Here are some other acts of kindness to do by yourself or with your kids.

 

  • Make Valentine’s Day cards for seniors in an assisted living facility, kids at your local children’s hospital or soldiers stationed abroad. All you need is some construction paper, crayons and markers and you’re good to go!

 

  • Feed parking meters in your city. If you live in a city with lots of parking meters like I do, take your kids for a walk and feed meters that are running low on time. It will cost you a few dollars, but you’ll make someone’s day!

 

  • Collect items for a charity. Collect old blankets and towels for a dog rescue or gently used jackets for a homeless shelter. Get together with a few friends to gather more items to make an even bigger impact.

 

  • Bake a treat for police or fire fighters. Bake some cookies or muffins for those that put their lives on the line for others.

 

  • Leave a special gift for an elderly neighbor. You can bake something or buy a small plant and surprise an elderly neighbor with our kindness.

 

  • Do a volunteer day with your kids. Pick a non profit that accepts kids and work side by side for the betterment of others. Possible non profits are animal rescues, community clean ups or a food bank (depending on age).

 

  • Help someone in need. When my oldest was a baby, I was stuck at the top of the stairs of the mall food court because the elevator was broken. I had to take my son out of his stroller, carry my diaper bag down the stairs, then go back up and carry the stroller and child down. Not one person helped me in a food court full of people. It was kind of shocking. Don’t be those people. It has been almost eight years and I still remember how aweful it felt to have several people literally walk past a new mom in need.

 

  • Help the homeless or battered women in your community. There is a woman in my community who has started a homeless brown bag lunch program. She leaves a box on her front porch on select Saturdays for people to leave brown bag lunches that include a sandwich, piece of fruit, water bottle and a treat in. She then spends the afternoon delivering the lunches to homeless people in the community. This takes a bit more organization and planning, but what a great idea!

 

  • Be patient. Don’t make the elderly person in front of you at the grocery store feel rushed. Don’t sigh and get frustrated by the person at the bank who is taking a long time at the counter.
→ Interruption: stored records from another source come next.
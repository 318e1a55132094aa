//! Sample entity wiring
//!
//! A complete reference wiring of one admin screen's data layer: an article
//! record, its column descriptors, seed collection, and lifecycle rule. The
//! demo binary, tests, and benches all run against this; library consumers
//! define their own entity types the same way.

use chrono::{DateTime, TimeZone, Utc};
use serde::{Deserialize, Serialize};

use crate::column::{CellValue, ColumnDescriptor};
use crate::engine::LifecycleRule;
use crate::entity::{Entity, EntityId};
use crate::error::{GridError, Result};

/// Retired static-asset prefix; stored collections still referencing it are
/// from a previous schema and trigger a reseed
const LEGACY_ASSET_PREFIX: &str = "/static/legacy/";

/// An article as managed by the articles screen
#[derive(Debug, Clone, PartialEq, Serialize, Deserialize)]
pub struct Article {
    pub id: i64,
    pub title: String,
    pub author: String,

    /// Foreign-key-like references; opaque to the storage layer, not
    /// validated against the categories collection
    pub category_ids: Vec<i64>,

    /// Cover image path or URL
    pub cover_image: String,

    pub views: u64,
    pub published: bool,
    pub published_at: Option<DateTime<Utc>>,
    pub created_at: DateTime<Utc>,
    pub updated_at: DateTime<Utc>,
}

impl Entity for Article {
    fn collection_name() -> &'static str {
        "articles"
    }

    fn id(&self) -> EntityId {
        EntityId::Int(self.id)
    }

    fn set_id(&mut self, id: EntityId) {
        if let EntityId::Int(n) = id {
            self.id = n;
        }
    }

    fn search_haystack(&self) -> Vec<String> {
        vec![self.title.clone(), self.author.clone()]
    }

    fn is_legacy_shape(&self) -> bool {
        self.cover_image.starts_with(LEGACY_ASSET_PREFIX)
    }

    fn validate(&self) -> Result<()> {
        if self.title.trim().is_empty() {
            return Err(GridError::Validation("title is required".to_string()));
        }
        if self.author.trim().is_empty() {
            return Err(GridError::Validation("author is required".to_string()));
        }
        Ok(())
    }
}

/// Column descriptors for the articles grid
pub fn article_columns() -> Vec<ColumnDescriptor<Article>> {
    vec![
        ColumnDescriptor::new("id", "ID", |a: &Article| CellValue::Int(a.id)),
        ColumnDescriptor::new("title", "Title", |a: &Article| {
            CellValue::Text(a.title.clone())
        }),
        ColumnDescriptor::new("author", "Author", |a: &Article| {
            CellValue::Text(a.author.clone())
        }),
        ColumnDescriptor::new("views", "Views", |a: &Article| CellValue::Int(a.views as i64)),
        ColumnDescriptor::new("published", "Published", |a: &Article| {
            CellValue::Bool(a.published)
        }),
        ColumnDescriptor::new("published_at", "Published At", |a: &Article| {
            a.published_at.map_or(CellValue::Null, CellValue::Timestamp)
        }),
        ColumnDescriptor::new("created_at", "Created At", |a: &Article| {
            CellValue::Timestamp(a.created_at)
        }),
        // Derived column: category count, display-only
        ColumnDescriptor::new("categories", "Categories", |a: &Article| {
            CellValue::Int(a.category_ids.len() as i64)
        })
        .unsortable(),
    ]
}

/// The publish flag drives `published_at`
pub fn article_lifecycle() -> LifecycleRule<Article> {
    LifecycleRule {
        flag: |a| a.published,
        stamp: |a, ts| a.published_at = ts,
    }
}

/// Static seed collection used when no valid persisted collection exists
pub fn article_seed() -> Vec<Article> {
    vec![
        Article {
            id: 1,
            title: "Grid engines in practice".to_string(),
            author: "Mara Voss".to_string(),
            category_ids: vec![1, 3],
            cover_image: "/media/covers/grid-engines.jpg".to_string(),
            views: 412,
            published: true,
            published_at: Some(ts(2024, 2, 10, 9, 30)),
            created_at: ts(2024, 2, 1, 8, 0),
            updated_at: ts(2024, 2, 10, 9, 30),
        },
        Article {
            id: 2,
            title: "Write-through persistence".to_string(),
            author: "Jon Arve".to_string(),
            category_ids: vec![2],
            cover_image: "/media/covers/write-through.jpg".to_string(),
            views: 958,
            published: true,
            published_at: Some(ts(2024, 3, 5, 14, 0)),
            created_at: ts(2024, 3, 1, 10, 15),
            updated_at: ts(2024, 3, 5, 14, 0),
        },
        Article {
            id: 3,
            title: "Draft: schema versioning notes".to_string(),
            author: "Mara Voss".to_string(),
            category_ids: vec![],
            cover_image: "/media/covers/versioning.jpg".to_string(),
            views: 37,
            published: false,
            published_at: None,
            created_at: ts(2024, 4, 20, 16, 45),
            updated_at: ts(2024, 4, 20, 16, 45),
        },
    ]
}

/// Fixed timestamp helper for the seed
fn ts(y: i32, mo: u32, d: u32, h: u32, mi: u32) -> DateTime<Utc> {
    Utc.with_ymd_and_hms(y, mo, d, h, mi, 0)
        .single()
        .unwrap_or_default()
}
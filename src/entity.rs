//! Entity contract
//!
//! Every collection managed by the grid is a sequence of records implementing
//! [`Entity`]. Identity is by `id` equality; records are otherwise plain value
//! objects.

use std::fmt;

use serde::de::DeserializeOwned;
use serde::{Deserialize, Serialize};

/// Unique, stable record identifier
///
/// Generated ids are integer unix-millis (see
/// [`GridEngine::add`](crate::engine::GridEngine::add)); string ids exist for
/// collections whose records are keyed externally.
#[derive(Debug, Clone, PartialEq, Eq, PartialOrd, Ord, Hash, Serialize, Deserialize)]
pub enum EntityId {
    Int(i64),
    Text(String),
}

impl EntityId {
    /// Sentinel check: a record carrying `Int(0)` or an empty `Text` id has
    /// not been assigned an id yet and gets a generated one on `add`
    pub fn is_unassigned(&self) -> bool {
        match self {
            Self::Int(n) => *n == 0,
            Self::Text(s) => s.is_empty(),
        }
    }
}

impl fmt::Display for EntityId {
    fn fmt(&self, f: &mut fmt::Formatter<'_>) -> fmt::Result {
        match self {
            Self::Int(n) => write!(f, "{}", n),
            Self::Text(s) => f.write_str(s),
        }
    }
}

impl From<i64> for EntityId {
    fn from(n: i64) -> Self {
        Self::Int(n)
    }
}

impl From<&str> for EntityId {
    fn from(s: &str) -> Self {
        Self::Text(s.to_string())
    }
}

/// Contract every grid-managed record type implements
///
/// ## Responsibilities of an implementation
/// - stable identity via `id`/`set_id`
/// - the searchable text fields for the global query
/// - an optional known-bad-shape check driving the reseed policy
pub trait Entity: Clone + Serialize + DeserializeOwned {
    /// Name of the collection; becomes part of the persisted key
    /// (`{namespace}_{collection_name}.grid` for the file backend)
    fn collection_name() -> &'static str;

    /// The record's unique id
    fn id(&self) -> EntityId;

    /// Assign the record's id (used when `add` generates one)
    fn set_id(&mut self, id: EntityId);

    /// String form of the fields the global free-text query searches
    fn search_haystack(&self) -> Vec<String>;

    /// Detect a record persisted under a retired shape convention
    ///
    /// A stored collection containing any such record is discarded and
    /// reseeded on load, exactly like a schema-version mismatch. Default:
    /// no legacy shapes exist for this entity type.
    fn is_legacy_shape(&self) -> bool {
        false
    }

    /// Validate a user-entered record before it reaches the engine
    ///
    /// Forms surface the error synchronously; invalid records must not reach
    /// the storage layer. Default: every record is valid.
    fn validate(&self) -> crate::error::Result<()> {
        Ok(())
    }
}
Just be patient. These inconveniences will only put you back a few minutes. Don’t stress yourself and someone else out over a few minutes.

 

  • Pay it forward. If you haven’t heard about this, it basically means pay for the car behind you in line at a drive through (or pay for someone somewhere). There once was a pay it forward chain at a Starbucks that lasted 10 hours and 750 transactions! That is a lot of random acts of kindness!

 

  • Spend quality time with a lonely loved one. Do you have an aunt who is home-bound? Set aside time to visit with that person. You’ll make their day and reap the benefits of kindness.

 

You don’t need to go nuts finding the perfect act of kindness or doing something Pinterest perfect to let people know you are doing an act of kindness. Just come up with something nice to do for someone else to get the ball rolling. Sometimes we overthink things to the point of paralysis. In the words of Nike, “Just Do It.”

 

Do you have random acts of kindness activities planned? I’d love to hear it!